Dias atrás, telefono para meu amigo Cláudio Maksoud e o convido para assistir minha palestra no Hotel Maksoud. O evento teve início e, após alguns minutos, Cláudio Maksoud tentou entrar em sua sala de convenções explicando que era convidado para o evento. Uma senhora, cumprindo ordens, diz:
– Desculpe-me, mas somente com crachá se pode passar por esta porta!
Ele explica de quem é convidado e ela insiste na resposta. Ele diz que faz parte da diretoria do Hotel e ela responde:
– Sem crachá nem mesmo o dono vai passar por aqui, são ordens!
Ele sorri e diz:
– Bem, na verdade, sou Cláudio Maksoud!
Ela retribui o sorriso e insiste:
– O Sr. é a segunda pessoa que tenta entrar aqui hoje usando a mesma artimanha! E, vou lhe dizer mais, se insistir vou chamar a segurança! Sem crachá, ninguém entra no evento, são ordens!
Ao sair do evento procuro por Cláudio Maksoud e pergunto a razão dele não estar presente e é quando ele me conta toda história. Incrível… Então eu o convido para almoçar no Hotel junto com a comitiva do evento. Ele senta à mesa e logo outra pessoa louca para cumprir ordens dispara:
– Desculpe Sr., olhando para Cláudio, mas aqui nas mesas de almoço, somente pessoas com crachá! Poderia exibir o seu? Incrível…
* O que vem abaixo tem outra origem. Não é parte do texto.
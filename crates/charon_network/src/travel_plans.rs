use fxhash::FxHashMap;
use rayon::prelude::*;
use serde::Serialize;

use crate::{
    dijkstra::shortest_path_tree,
    edge::{Cost, Distance},
    error::NetworkError,
    minutes::Minutes,
    network::Network,
    node::NodeIdx,
    weighting::EdgeWeighting,
};

/// Shortest path between two terminal nodes: the literal node sequence plus
/// the edge attributes summed along that same sequence.
#[derive(Serialize, Debug, Clone)]
pub struct TravelPlan {
    nodes: Vec<NodeIdx>,
    travel_time: Minutes,
    distance: Distance,
    cost: Cost,
}

impl TravelPlan {
    fn identity(node: NodeIdx) -> Self {
        TravelPlan {
            nodes: vec![node],
            travel_time: Minutes::ZERO,
            distance: 0.0,
            cost: 0.0,
        }
    }

    pub fn nodes(&self) -> &[NodeIdx] {
        &self.nodes
    }

    pub fn travel_time(&self) -> Minutes {
        self.travel_time
    }

    pub fn distance(&self) -> Distance {
        self.distance
    }

    pub fn cost(&self) -> Cost {
        self.cost
    }
}

/// All-pairs travel plans between the terminal (service and depot) nodes of
/// an instance, stored as a flat `from * n + to` matrix. Pass-through
/// junction nodes appear inside plans but never as endpoints.
pub struct TravelPlans {
    terminals: Vec<NodeIdx>,
    terminal_ids: Vec<String>,
    positions: FxHashMap<NodeIdx, usize>,
    plans: Vec<Option<TravelPlan>>,
}

impl TravelPlans {
    pub fn compute(network: &Network, terminals: &[NodeIdx], weighting: EdgeWeighting) -> Self {
        let terminals: Vec<NodeIdx> = {
            let mut seen = FxHashMap::default();
            terminals
                .iter()
                .copied()
                .filter(|&t| seen.insert(t, ()).is_none())
                .collect()
        };

        let terminal_ids = terminals
            .iter()
            .map(|&t| network.external_id(t).to_owned())
            .collect();

        let positions: FxHashMap<NodeIdx, usize> = terminals
            .iter()
            .enumerate()
            .map(|(position, &t)| (t, position))
            .collect();

        let rows: Vec<Vec<Option<TravelPlan>>> = terminals
            .par_iter()
            .map(|&source| {
                let tree = shortest_path_tree(network, source, weighting);

                terminals
                    .iter()
                    .map(|&target| {
                        if target == source {
                            return Some(TravelPlan::identity(source));
                        }

                        let edges = tree.edge_path_to(network, target)?;

                        let mut nodes = Vec::with_capacity(edges.len() + 1);
                        nodes.push(source);

                        let mut travel_time = Minutes::ZERO;
                        let mut distance = 0.0;
                        let mut cost = 0.0;

                        for &edge_idx in &edges {
                            let edge = network.edge(edge_idx);
                            nodes.push(edge.destination());
                            travel_time += edge.travel_time();
                            distance += edge.distance();
                            cost += edge.cost();
                        }

                        Some(TravelPlan {
                            nodes,
                            travel_time,
                            distance,
                            cost,
                        })
                    })
                    .collect()
            })
            .collect();

        let plans = rows.into_iter().flatten().collect();

        tracing::debug!(
            terminals = terminals.len(),
            "computed all-pairs travel plans"
        );

        TravelPlans {
            terminals,
            terminal_ids,
            positions,
            plans,
        }
    }

    pub fn terminals(&self) -> &[NodeIdx] {
        &self.terminals
    }

    fn position(&self, node: NodeIdx) -> Result<usize, NetworkError> {
        self.positions
            .get(&node)
            .copied()
            .ok_or_else(|| NetworkError::NotATerminal {
                id: node.to_string(),
            })
    }

    pub fn plan(&self, from: NodeIdx, to: NodeIdx) -> Result<&TravelPlan, NetworkError> {
        let from_position = self.position(from)?;
        let to_position = self.position(to)?;

        self.plans[from_position * self.terminals.len() + to_position]
            .as_ref()
            .ok_or_else(|| NetworkError::NoPath {
                from: self.terminal_ids[from_position].clone(),
                to: self.terminal_ids[to_position].clone(),
            })
    }

    pub fn travel_time(&self, from: NodeIdx, to: NodeIdx) -> Result<Minutes, NetworkError> {
        Ok(self.plan(from, to)?.travel_time())
    }

    /// Verifies that every ordered terminal pair is connected.
    pub fn check_connected(&self) -> Result<(), NetworkError> {
        for &from in &self.terminals {
            for &to in &self.terminals {
                self.plan(from, to)?;
            }
        }
        Ok(())
    }
}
E lá fomos nós, outra vez, tentar flexibilizar uma ordem que alguém fiel estava cumprindo.
Cláudio Maksoud é impedido de entrar e almoçar em seu próprio Hotel, tema com certeza para a versão II de seu livro “Perdido no Lobby”, uma autobiografia do Hotel Maksoud Plaza.
Dentro das organizações, atualmente, estou presenciando uma verdadeira enxurrada de ordens seguidas com o brilho do ego e poder de quem as emite e, pior ainda, estão acompanhadas de uma ameaçadora punição a quem não cumpri-las.
– Será que gerentes e lideres estão realmente preparados para emitir uma ordem, com tanta autoridade punitiva?
Ordens deveriam ser substituídas por Procedimentos. Sim, Procedimentos! Uma estratégia que permite a flexibilidade diante de possibilidades diferentes. Ações que permitam uma avaliação da situação e possam resultar em menos constrangimento às pessoas envolvidas no processo.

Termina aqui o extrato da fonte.